- [Work order]: Of all the entries below, only the lines from the one with "headers.content_type = value.parse().ok();" up to and including the one with "use super::*;" are to be duplicated exactly.

*** Opening Dataset content ***

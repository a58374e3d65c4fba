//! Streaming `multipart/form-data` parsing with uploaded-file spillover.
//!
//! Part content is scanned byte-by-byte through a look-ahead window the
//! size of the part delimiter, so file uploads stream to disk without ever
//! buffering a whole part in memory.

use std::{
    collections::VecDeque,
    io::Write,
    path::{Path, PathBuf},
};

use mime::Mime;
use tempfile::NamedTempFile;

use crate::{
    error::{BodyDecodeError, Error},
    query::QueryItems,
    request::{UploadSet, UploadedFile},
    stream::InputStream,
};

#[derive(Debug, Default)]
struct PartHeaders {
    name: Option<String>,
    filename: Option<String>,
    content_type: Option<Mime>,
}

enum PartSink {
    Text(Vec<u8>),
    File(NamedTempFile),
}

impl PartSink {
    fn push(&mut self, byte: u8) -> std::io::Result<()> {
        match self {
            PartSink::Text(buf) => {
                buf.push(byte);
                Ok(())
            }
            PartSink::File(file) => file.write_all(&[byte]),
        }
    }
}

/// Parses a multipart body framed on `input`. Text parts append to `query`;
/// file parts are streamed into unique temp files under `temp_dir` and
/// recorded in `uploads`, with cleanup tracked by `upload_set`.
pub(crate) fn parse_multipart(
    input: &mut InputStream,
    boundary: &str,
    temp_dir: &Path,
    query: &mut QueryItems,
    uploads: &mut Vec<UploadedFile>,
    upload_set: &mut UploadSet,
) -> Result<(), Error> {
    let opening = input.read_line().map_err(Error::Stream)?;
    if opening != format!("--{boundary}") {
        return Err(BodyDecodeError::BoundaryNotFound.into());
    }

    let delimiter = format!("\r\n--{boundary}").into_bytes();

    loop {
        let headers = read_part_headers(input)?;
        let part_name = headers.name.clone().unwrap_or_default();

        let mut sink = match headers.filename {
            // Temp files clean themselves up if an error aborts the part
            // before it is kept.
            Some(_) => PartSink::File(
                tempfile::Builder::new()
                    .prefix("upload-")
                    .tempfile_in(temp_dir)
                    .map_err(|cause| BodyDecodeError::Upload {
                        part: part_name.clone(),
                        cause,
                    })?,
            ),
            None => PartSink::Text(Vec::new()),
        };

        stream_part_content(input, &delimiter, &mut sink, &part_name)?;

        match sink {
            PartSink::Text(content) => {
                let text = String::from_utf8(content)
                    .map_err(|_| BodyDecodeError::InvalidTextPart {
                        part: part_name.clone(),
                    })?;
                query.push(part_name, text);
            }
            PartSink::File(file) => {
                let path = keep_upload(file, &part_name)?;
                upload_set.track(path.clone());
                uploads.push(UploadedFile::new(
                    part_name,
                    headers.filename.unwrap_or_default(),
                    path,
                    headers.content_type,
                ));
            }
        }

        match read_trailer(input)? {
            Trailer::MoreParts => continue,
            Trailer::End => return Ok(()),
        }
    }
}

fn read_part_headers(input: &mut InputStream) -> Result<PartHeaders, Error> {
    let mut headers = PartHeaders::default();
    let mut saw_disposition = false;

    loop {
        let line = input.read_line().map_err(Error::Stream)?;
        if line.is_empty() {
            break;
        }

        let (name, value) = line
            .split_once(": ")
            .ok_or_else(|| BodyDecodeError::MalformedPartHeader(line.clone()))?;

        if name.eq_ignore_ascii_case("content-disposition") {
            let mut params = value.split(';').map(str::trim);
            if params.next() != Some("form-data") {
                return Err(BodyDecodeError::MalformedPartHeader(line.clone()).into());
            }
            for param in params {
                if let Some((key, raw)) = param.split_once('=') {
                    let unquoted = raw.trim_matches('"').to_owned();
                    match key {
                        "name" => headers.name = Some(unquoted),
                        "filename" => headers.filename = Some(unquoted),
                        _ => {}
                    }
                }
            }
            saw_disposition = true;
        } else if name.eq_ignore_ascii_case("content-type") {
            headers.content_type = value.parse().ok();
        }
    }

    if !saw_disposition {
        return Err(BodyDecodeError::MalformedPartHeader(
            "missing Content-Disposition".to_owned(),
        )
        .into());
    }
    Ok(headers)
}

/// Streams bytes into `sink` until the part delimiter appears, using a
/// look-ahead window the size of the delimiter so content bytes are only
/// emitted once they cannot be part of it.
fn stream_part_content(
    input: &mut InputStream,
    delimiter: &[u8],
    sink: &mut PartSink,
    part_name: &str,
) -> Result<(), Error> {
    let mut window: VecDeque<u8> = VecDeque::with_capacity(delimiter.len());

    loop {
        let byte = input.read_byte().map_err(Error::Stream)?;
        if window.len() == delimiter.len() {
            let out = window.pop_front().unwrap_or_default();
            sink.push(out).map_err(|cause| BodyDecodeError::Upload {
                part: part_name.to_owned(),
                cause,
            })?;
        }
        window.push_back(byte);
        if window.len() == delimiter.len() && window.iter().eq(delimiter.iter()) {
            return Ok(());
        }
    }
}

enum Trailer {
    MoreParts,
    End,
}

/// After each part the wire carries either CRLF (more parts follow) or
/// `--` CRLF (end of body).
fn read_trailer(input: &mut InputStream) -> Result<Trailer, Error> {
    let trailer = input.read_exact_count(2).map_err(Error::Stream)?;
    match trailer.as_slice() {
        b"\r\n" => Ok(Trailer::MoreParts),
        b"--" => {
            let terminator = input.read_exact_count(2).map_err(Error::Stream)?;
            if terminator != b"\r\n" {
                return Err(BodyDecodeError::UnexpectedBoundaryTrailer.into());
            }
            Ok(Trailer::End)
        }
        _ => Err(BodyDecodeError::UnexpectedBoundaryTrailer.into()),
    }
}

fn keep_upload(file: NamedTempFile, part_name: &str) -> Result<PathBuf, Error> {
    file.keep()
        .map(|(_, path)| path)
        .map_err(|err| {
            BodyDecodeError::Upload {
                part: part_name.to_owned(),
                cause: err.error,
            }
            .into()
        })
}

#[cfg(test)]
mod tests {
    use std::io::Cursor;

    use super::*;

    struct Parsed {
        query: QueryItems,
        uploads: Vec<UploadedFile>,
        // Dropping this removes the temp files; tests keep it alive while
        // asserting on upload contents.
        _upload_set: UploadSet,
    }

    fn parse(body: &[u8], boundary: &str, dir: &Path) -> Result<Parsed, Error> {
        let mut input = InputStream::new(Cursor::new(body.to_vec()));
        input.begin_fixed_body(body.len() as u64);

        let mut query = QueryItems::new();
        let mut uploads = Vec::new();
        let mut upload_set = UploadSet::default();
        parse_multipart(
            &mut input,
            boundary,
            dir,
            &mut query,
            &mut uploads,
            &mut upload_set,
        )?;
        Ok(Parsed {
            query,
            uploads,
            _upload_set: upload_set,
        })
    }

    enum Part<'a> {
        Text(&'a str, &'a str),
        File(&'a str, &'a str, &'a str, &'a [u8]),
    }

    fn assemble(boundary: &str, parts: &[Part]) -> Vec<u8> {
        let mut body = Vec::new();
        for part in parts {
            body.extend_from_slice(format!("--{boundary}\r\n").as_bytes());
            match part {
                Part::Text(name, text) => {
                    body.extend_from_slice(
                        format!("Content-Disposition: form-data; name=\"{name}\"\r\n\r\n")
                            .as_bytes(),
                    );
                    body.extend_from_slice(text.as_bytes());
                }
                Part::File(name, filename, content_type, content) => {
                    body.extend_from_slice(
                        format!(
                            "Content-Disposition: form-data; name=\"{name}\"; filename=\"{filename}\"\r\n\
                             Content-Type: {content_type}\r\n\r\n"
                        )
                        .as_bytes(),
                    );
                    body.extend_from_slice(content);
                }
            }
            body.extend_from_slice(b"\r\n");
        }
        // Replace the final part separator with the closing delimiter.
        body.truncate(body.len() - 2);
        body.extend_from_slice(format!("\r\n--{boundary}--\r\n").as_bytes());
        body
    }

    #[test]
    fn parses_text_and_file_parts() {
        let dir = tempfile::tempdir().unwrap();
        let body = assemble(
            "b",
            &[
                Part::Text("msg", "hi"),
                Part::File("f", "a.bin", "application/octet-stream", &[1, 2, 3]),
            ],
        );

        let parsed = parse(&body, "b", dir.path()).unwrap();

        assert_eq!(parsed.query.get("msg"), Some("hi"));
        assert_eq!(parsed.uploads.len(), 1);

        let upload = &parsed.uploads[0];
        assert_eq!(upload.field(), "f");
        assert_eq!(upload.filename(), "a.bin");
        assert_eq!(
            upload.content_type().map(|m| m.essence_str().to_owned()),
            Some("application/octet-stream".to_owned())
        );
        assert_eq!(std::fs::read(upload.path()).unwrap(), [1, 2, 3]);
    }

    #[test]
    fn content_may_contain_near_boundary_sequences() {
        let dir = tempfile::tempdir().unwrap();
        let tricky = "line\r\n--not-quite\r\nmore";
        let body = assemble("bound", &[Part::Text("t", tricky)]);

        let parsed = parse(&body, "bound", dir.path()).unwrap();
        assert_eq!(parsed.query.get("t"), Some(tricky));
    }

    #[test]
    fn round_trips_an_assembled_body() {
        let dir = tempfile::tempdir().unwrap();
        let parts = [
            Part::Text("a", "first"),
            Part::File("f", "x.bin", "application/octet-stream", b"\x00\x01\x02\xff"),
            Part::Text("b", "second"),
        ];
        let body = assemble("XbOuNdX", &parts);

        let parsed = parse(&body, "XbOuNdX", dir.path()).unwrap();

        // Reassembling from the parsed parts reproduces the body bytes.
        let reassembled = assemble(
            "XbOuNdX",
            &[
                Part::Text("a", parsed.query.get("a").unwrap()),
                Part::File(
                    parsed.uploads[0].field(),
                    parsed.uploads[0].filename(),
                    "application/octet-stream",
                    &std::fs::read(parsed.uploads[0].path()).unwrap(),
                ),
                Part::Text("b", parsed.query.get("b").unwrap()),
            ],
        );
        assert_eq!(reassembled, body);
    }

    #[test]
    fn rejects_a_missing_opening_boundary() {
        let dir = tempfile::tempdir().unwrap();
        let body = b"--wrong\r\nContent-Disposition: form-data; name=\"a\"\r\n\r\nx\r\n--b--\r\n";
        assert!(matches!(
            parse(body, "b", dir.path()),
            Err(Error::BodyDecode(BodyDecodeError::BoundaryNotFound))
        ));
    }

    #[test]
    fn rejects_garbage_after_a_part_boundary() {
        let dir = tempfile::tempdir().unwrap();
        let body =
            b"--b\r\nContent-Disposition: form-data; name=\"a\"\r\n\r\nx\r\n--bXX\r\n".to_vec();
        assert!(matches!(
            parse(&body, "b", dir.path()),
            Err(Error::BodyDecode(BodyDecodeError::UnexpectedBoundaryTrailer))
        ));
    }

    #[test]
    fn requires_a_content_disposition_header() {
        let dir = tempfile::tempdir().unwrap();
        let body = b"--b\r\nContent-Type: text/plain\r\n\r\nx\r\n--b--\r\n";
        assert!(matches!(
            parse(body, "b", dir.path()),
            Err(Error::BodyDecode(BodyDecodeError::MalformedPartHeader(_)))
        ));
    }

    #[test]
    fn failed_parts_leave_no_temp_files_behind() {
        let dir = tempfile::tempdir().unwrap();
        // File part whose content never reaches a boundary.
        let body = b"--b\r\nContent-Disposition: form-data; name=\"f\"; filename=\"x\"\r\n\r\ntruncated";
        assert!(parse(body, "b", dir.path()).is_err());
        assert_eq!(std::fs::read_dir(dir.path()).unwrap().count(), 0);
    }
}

*** Closing Dataset content ***

- [Expected answer]:
            headers.content_type = value.parse().ok();
        }
    }

    if !saw_disposition {
        return Err(BodyDecodeError::MalformedPartHeader(
            "missing Content-Disposition".to_owned(),
        )
        .into());
    }
    Ok(headers)
}

/// Streams bytes into `sink` until the part delimiter appears, using a
/// look-ahead window the size of the delimiter so content bytes are only
/// emitted once they cannot be part of it.
fn stream_part_content(
    input: &mut InputStream,
    delimiter: &[u8],
    sink: &mut PartSink,
    part_name: &str,
) -> Result<(), Error> {
    let mut window: VecDeque<u8> = VecDeque::with_capacity(delimiter.len());

    loop {
        let byte = input.read_byte().map_err(Error::Stream)?;
        if window.len() == delimiter.len() {
            let out = window.pop_front().unwrap_or_default();
            sink.push(out).map_err(|cause| BodyDecodeError::Upload {
                part: part_name.to_owned(),
                cause,
            })?;
        }
        window.push_back(byte);
        if window.len() == delimiter.len() && window.iter().eq(delimiter.iter()) {
            return Ok(());
        }
    }
}

enum Trailer {
    MoreParts,
    End,
}

/// After each part the wire carries either CRLF (more parts follow) or
/// `--` CRLF (end of body).
fn read_trailer(input: &mut InputStream) -> Result<Trailer, Error> {
    let trailer = input.read_exact_count(2).map_err(Error::Stream)?;
    match trailer.as_slice() {
        b"\r\n" => Ok(Trailer::MoreParts),
        b"--" => {
            let terminator = input.read_exact_count(2).map_err(Error::Stream)?;
            if terminator != b"\r\n" {
                return Err(BodyDecodeError::UnexpectedBoundaryTrailer.into());
            }
            Ok(Trailer::End)
        }
        _ => Err(BodyDecodeError::UnexpectedBoundaryTrailer.into()),
    }
}

fn keep_upload(file: NamedTempFile, part_name: &str) -> Result<PathBuf, Error> {
    file.keep()
        .map(|(_, path)| path)
        .map_err(|err| {
            BodyDecodeError::Upload {
                part: part_name.to_owned(),
                cause: err.error,
            }
            .into()
        })
}

#[cfg(test)]
mod tests {
    use std::io::Cursor;

    use super::*;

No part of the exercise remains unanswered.